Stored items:
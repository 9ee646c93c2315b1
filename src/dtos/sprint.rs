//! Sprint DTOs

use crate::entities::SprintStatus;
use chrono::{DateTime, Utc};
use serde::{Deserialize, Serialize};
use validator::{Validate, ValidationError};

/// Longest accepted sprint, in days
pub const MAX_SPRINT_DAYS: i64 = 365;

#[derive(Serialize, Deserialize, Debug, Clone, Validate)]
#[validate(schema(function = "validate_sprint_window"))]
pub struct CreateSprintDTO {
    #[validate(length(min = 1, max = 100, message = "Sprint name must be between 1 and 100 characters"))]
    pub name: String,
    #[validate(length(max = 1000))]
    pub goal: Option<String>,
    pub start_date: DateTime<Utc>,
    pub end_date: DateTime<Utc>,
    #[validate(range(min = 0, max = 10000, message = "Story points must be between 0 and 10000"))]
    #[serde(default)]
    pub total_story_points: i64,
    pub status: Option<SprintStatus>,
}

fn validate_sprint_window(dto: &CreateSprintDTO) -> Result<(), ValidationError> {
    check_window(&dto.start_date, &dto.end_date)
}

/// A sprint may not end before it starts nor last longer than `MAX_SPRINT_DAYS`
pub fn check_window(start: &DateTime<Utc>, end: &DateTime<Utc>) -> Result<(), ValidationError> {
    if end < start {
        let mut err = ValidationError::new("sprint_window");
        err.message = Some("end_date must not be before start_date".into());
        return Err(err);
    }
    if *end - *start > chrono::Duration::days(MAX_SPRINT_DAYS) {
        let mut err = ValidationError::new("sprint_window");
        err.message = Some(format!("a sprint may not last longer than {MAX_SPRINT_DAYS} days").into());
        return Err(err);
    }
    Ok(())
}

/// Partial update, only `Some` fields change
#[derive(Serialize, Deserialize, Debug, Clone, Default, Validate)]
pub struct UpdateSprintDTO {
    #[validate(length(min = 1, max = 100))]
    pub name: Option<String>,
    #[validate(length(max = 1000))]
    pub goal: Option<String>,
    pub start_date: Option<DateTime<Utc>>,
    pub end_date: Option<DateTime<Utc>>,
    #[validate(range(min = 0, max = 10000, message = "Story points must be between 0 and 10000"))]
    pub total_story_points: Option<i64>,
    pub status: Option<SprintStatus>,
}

==

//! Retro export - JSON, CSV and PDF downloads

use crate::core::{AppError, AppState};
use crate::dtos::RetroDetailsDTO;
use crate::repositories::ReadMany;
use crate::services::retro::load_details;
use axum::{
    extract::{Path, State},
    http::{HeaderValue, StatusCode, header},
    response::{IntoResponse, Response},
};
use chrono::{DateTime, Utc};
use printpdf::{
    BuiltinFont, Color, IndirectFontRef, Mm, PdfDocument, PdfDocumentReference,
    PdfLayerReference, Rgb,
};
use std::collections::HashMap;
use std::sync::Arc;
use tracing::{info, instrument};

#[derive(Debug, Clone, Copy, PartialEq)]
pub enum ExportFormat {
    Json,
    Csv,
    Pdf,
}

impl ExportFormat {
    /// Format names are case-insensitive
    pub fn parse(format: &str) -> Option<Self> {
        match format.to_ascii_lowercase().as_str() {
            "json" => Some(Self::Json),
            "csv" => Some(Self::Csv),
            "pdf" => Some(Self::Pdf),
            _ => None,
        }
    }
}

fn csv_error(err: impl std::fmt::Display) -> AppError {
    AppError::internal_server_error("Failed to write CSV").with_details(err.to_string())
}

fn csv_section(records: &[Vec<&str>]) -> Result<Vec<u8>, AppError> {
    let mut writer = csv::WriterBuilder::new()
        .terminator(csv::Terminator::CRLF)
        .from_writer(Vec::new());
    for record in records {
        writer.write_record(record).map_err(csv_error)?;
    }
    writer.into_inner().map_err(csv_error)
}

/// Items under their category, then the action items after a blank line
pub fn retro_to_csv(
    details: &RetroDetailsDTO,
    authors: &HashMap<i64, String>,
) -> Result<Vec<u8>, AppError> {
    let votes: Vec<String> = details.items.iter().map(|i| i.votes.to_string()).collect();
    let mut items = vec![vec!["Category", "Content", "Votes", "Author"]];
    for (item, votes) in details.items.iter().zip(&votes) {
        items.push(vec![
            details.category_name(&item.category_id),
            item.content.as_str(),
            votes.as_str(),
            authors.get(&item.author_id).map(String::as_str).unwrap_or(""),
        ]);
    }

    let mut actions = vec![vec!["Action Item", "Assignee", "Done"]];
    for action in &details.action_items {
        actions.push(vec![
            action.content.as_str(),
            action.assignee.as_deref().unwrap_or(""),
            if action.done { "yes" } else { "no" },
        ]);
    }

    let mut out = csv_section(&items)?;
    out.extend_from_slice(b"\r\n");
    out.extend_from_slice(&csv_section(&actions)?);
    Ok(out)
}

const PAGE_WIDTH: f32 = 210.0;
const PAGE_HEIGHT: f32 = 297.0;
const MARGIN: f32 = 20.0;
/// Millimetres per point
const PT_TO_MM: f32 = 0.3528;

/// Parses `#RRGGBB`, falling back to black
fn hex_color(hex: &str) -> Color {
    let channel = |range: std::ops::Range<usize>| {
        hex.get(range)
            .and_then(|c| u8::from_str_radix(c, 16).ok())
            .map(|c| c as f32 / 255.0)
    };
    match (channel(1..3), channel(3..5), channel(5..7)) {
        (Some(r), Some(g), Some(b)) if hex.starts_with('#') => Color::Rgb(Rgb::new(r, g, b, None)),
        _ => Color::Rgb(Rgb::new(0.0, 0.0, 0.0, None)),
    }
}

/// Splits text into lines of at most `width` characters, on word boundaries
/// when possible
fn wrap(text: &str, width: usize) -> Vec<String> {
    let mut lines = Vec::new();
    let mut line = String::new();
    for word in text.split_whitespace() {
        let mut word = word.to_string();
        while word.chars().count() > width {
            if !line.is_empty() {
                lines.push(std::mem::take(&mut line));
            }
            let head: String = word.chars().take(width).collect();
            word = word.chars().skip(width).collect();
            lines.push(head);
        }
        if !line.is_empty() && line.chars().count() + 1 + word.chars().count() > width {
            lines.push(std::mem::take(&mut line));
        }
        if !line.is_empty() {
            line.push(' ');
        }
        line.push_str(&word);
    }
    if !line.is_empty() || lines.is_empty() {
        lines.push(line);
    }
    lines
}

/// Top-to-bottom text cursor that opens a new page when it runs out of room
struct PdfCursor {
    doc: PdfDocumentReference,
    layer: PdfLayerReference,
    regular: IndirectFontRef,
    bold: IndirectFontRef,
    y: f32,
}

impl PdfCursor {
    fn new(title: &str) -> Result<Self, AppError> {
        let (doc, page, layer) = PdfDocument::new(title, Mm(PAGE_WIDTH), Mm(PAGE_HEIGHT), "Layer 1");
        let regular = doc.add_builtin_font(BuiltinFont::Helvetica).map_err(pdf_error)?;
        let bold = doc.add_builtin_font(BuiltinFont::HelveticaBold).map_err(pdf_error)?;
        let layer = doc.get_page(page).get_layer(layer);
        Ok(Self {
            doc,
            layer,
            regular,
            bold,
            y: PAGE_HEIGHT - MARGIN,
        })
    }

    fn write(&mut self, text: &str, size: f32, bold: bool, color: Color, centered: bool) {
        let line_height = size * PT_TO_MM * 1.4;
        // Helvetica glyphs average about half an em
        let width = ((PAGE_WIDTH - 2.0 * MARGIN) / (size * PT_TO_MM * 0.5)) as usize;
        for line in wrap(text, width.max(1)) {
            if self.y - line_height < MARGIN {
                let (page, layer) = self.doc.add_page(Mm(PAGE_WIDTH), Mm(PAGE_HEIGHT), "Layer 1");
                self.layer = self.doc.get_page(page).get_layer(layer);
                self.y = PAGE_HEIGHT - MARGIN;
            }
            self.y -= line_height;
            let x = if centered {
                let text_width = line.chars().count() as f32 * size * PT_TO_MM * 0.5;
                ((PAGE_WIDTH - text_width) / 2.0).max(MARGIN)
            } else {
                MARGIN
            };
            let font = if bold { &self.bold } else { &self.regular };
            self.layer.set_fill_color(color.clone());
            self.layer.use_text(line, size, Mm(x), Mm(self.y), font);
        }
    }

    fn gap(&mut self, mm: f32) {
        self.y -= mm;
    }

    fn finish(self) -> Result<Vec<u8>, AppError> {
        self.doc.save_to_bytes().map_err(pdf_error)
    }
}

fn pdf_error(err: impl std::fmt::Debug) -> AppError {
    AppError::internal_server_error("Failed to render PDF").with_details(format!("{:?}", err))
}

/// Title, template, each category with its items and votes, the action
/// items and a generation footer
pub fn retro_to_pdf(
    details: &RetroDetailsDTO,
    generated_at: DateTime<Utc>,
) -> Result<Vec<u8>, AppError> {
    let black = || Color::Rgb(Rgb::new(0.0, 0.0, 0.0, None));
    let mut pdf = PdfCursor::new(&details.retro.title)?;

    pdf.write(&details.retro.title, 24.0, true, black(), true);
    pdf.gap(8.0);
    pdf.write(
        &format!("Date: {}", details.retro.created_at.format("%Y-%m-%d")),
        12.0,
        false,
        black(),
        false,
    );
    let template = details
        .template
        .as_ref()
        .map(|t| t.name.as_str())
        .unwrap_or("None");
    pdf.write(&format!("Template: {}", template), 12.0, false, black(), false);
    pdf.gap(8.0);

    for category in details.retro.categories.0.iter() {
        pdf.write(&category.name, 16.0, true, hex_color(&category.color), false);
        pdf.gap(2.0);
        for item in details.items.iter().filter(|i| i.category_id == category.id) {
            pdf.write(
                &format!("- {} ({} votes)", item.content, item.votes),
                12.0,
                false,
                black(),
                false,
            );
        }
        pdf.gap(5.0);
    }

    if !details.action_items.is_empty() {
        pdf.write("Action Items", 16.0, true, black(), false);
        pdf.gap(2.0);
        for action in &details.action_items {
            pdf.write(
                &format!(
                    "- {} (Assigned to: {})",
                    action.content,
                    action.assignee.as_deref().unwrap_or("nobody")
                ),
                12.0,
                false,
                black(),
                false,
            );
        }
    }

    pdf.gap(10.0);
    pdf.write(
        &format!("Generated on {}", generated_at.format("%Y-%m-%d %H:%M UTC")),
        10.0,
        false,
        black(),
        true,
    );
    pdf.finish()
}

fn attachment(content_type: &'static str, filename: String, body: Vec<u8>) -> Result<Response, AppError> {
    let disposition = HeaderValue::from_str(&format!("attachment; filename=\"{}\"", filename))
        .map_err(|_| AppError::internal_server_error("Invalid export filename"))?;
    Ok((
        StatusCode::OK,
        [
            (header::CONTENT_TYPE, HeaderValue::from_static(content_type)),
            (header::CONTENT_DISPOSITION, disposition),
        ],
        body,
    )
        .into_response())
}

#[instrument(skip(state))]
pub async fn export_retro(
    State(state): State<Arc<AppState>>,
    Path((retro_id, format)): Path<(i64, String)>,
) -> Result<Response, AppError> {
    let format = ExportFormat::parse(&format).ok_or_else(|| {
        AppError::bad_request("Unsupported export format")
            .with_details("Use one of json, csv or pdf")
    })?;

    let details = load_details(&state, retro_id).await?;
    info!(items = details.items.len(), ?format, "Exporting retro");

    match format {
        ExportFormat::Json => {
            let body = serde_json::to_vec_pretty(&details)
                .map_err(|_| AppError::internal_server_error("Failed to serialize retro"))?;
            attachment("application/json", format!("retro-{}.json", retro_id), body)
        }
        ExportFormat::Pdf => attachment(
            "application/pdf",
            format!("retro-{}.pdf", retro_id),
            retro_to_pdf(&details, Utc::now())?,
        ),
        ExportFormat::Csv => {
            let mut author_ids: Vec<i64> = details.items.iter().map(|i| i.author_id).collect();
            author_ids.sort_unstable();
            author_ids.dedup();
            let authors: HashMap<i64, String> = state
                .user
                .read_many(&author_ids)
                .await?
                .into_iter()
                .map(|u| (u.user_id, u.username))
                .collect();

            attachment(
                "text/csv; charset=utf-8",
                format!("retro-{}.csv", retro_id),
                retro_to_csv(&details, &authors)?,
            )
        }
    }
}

> EXERCISE INSTRUCTIONS: Return exactly, and only, the lines above starting at the line that contains "repository 9ee646c93c2315b1" and ending at the line that contains "sprint, in days".

> RESULT OF THE EXERCISE:
repository 9ee646c93c2315b1
filename src/dtos/sprint.rs
//! Sprint DTOs

use crate::entities::SprintStatus;
use chrono::{DateTime, Utc};
use serde::{Deserialize, Serialize};
use validator::{Validate, ValidationError};

/// Longest accepted sprint, in days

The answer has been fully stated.